S104, reversely propagating and inputting the second sample data to the AI model, carrying out iterative training on the AI model based on reinforcement learning, taking a training result as new second sample data, and circularly executing the step of reversely propagating and inputting the second sample data to the AI model, and carrying out iterative training on the AI model based on reinforcement learning until the AI model is converged, so as to obtain the AI models of agents corresponding to other levels except the different levels.

In some embodiments, before inputting the second sample data back-propagation to the AI model, it may include: caching the second sample data in a Redis server; the back-propagating the second sample data to the AI model, iteratively training the AI model based on reinforcement learning, may include: and acquiring the cached second sample data from the Redis server, inputting the second sample data in a back propagation manner to the AI model, and performing iterative training on the AI model based on reinforcement learning.

Illustratively, the reinforcement learning AI model based training is divided into three parts, actor, redis store, and Learner. The Actor section is responsible for simulating the second sample data required for self-play generation training. And caching the second sample data generated by the Actor through a Redis server, and waiting for consumption of the Learner. The Learner consumes the second sample data stored by the Redis server. And (3) obtaining the AI models of the agents corresponding to other levels except the different levels until the AI models are converged, namely obtaining the AI models corresponding to the agents exceeding the average level of the user segments of the player.

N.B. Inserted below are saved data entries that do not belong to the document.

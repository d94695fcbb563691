//! Slot arena owning every live entry of a table.
//!
//! Buckets and multi-mount sibling lists refer to entries by [`EntryId`]
//! rather than by pointer. Removing an entry bumps its slot's generation, so
//! any id still held elsewhere stops resolving instead of dangling.
//!
//! # Entry Lifecycle
//!
//! 1. **Insert**: reserve capacity, then build the entry with its fresh id
//! 2. **Get**: resolve an id to a shared handle
//! 3. **Remove**: unlink the slot and hand the last table reference back

use std::sync::Arc;

use crate::entry::{EntryId, MapEntry};
use crate::error::Result;

#[derive(Debug)]
struct Slot {
    generation: u32,
    entry: Option<Arc<MapEntry>>,
}

/// Generational arena of `Arc<MapEntry>`.
///
/// Not synchronized on its own; it lives inside the table's structural lock.
#[derive(Debug, Default)]
pub(crate) struct EntryArena {
    slots: Vec<Slot>,
    free: Vec<u32>,
    len: usize,
}

impl EntryArena {
    pub(crate) fn new() -> Self {
        Self::default()
    }

    /// Insert the entry produced by `build` for the id it will occupy.
    ///
    /// Capacity is reserved before `build` runs, so an allocation failure
    /// leaves the arena untouched.
    pub(crate) fn insert_with<F>(&mut self, build: F) -> Result<Arc<MapEntry>>
    where
        F: FnOnce(EntryId) -> MapEntry,
    {
        if let Some(slot) = self.free.pop() {
            let cell = &mut self.slots[slot as usize];
            // Generations start at 1 and skip 0 on wrap-around.
            cell.generation = cell.generation.checked_add(1).unwrap_or(1);
            let id = EntryId {
                slot,
                generation: cell.generation,
            };
            let entry = Arc::new(build(id));
            cell.entry = Some(Arc::clone(&entry));
            self.len += 1;
            return Ok(entry);
        }

        self.slots.try_reserve(1)?;
        self.free.try_reserve(self.slots.len() + 1 - self.free.len())?;
        #[allow(clippy::cast_possible_truncation)]
        let slot = self.slots.len() as u32;
        let id = EntryId {
            slot,
            generation: 1,
        };
        let entry = Arc::new(build(id));
        self.slots.push(Slot {
            generation: 1,
            entry: Some(Arc::clone(&entry)),
        });
        self.len += 1;
        Ok(entry)
    }

    /// Resolve an id, if its entry is still live.
    pub(crate) fn get(&self, id: EntryId) -> Option<&Arc<MapEntry>> {
        let cell = self.slots.get(id.slot as usize)?;
        if cell.generation != id.generation {
            return None;
        }
        cell.entry.as_ref()
    }

    /// Remove an entry and return the table's reference to it.
    pub(crate) fn remove(&mut self, id: EntryId) -> Option<Arc<MapEntry>> {
        let cell = self.slots.get_mut(id.slot as usize)?;
        if cell.generation != id.generation {
            return None;
        }
        let entry = cell.entry.take()?;
        // Capacity for this push was reserved when the slot was created.
        self.free.push(id.slot);
        self.len -= 1;
        Some(entry)
    }

    pub(crate) fn contains(&self, id: EntryId) -> bool {
        self.get(id).is_some()
    }

    pub(crate) fn len(&self) -> usize {
        self.len
    }

    pub(crate) fn is_empty(&self) -> bool {
        self.len == 0
    }

    /// Drop every entry. Outstanding handles stay readable but their ids
    /// no longer resolve.
    ///
    /// Slots are kept and all become free, so their generations carry over
    /// and a reused slot never revives an id handed out before the clear.
    pub(crate) fn clear(&mut self) {
        for cell in &mut self.slots {
            cell.entry = None;
        }
        self.free.clear();
        // Capacity for every slot was reserved as the slots were created.
        #[allow(clippy::cast_possible_truncation)]
        self.free.extend((0..self.slots.len() as u32).rev());
        self.len = 0;
    }
}
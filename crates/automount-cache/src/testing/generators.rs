//! Key generators for cache tests.
//!
//! The byte-sum hash makes collisions easy to produce on purpose: any
//! permutation of a key lands in the same bucket.

use rand::Rng;
use rand::seq::SliceRandom;

/// Deterministic, distinct relative keys `key0`, `key1`, ...
pub fn entry_keys(count: usize) -> Vec<String> {
    (0..count).map(|i| format!("key{i}")).collect()
}

/// Random lowercase relative key of `len` characters.
pub fn random_key(len: usize) -> String {
    let mut rng = rand::rng();
    (0..len)
        .map(|_| char::from(rng.random_range(b'a'..=b'z')))
        .collect()
}

/// Distinct keys that all hash to the same bucket.
///
/// Built from rotations of one base word, so their byte sums are equal.
/// At most as many keys as the base word has distinct rotations.
pub fn colliding_keys(count: usize) -> Vec<String> {
    let base = "abcdefghij";
    (0..count.min(base.len()))
        .map(|shift| format!("{}{}", &base[shift..], &base[..shift]))
        .collect()
}

/// A shuffled multi-mount offset tree below `owner`.
///
/// Produces `width` top-level offsets, each with `depth` nested levels
/// below it, e.g. `/owner/d0`, `/owner/d0/d0`, `/owner/d0/d0/d0`. The
/// order is randomized so tests exercise ordered insertion.
pub fn offset_tree(owner: &str, width: usize, depth: usize) -> Vec<String> {
    let mut offsets = Vec::with_capacity(width * (depth + 1));
    for top in 0..width {
        let mut path = format!("{owner}/d{top}");
        offsets.push(path.clone());
        for level in 0..depth {
            path.push_str(&format!("/d{level}"));
            offsets.push(path.clone());
        }
    }
    offsets.shuffle(&mut rand::rng());
    offsets
}

#[cfg(test)]
mod tests {
    use super::*;
    use crate::hash::key_hash;

    #[test]
    fn test_colliding_keys_share_bucket() {
        let keys = colliding_keys(5);
        assert_eq!(keys.len(), 5);
        let bucket = key_hash(&keys[0], 77);
        assert!(keys.iter().all(|k| key_hash(k, 77) == bucket));

        let mut unique = keys.clone();
        unique.sort();
        unique.dedup();
        assert_eq!(unique.len(), keys.len());
    }

    #[test]
    fn test_random_key() {
        let key = random_key(12);
        assert_eq!(key.len(), 12);
        assert!(key.bytes().all(|b| b.is_ascii_lowercase()));
    }

    #[test]
    fn test_offset_tree_size() {
        let offsets = offset_tree("/m", 3, 2);
        assert_eq!(offsets.len(), 9);
        assert!(offsets.contains(&"/m/d1/d0/d1".to_string()));
    }
}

Illustratively, the PPO algorithm is used for reinforcement training, wherein the PPO algorithm iteratively optimizes the cost function and the strategy of the neural network through the reward signal generated by the environment, and the level of reinforcement learning Agent is continuously enhanced along with the increase of the training duration. For example, in addition to the AI models corresponding to the five-segment average level agents in the above-listed examples, AI models corresponding to the sixth-segment Agent and the seventh-segment Agent are trained based on reinforcement learning.

Through supervised learning and reinforcement learning training, AI models corresponding to agents with multiple levels are obtained, so that users with various levels can be comprehensively covered, including users exceeding the average level of the highest section of the platform, and the comprehensiveness of evaluation can be ensured.

In some embodiments, as shown in fig. 2, the AI model training method further includes steps S105 to S107.

S105, controlling a plurality of agents to execute corresponding contrast operation, and obtaining contrast results corresponding to each Agent.

S106, updating evaluation parameters corresponding to each Agent according to the game result corresponding to each Agent, wherein the evaluation parameters comprise capability confidence.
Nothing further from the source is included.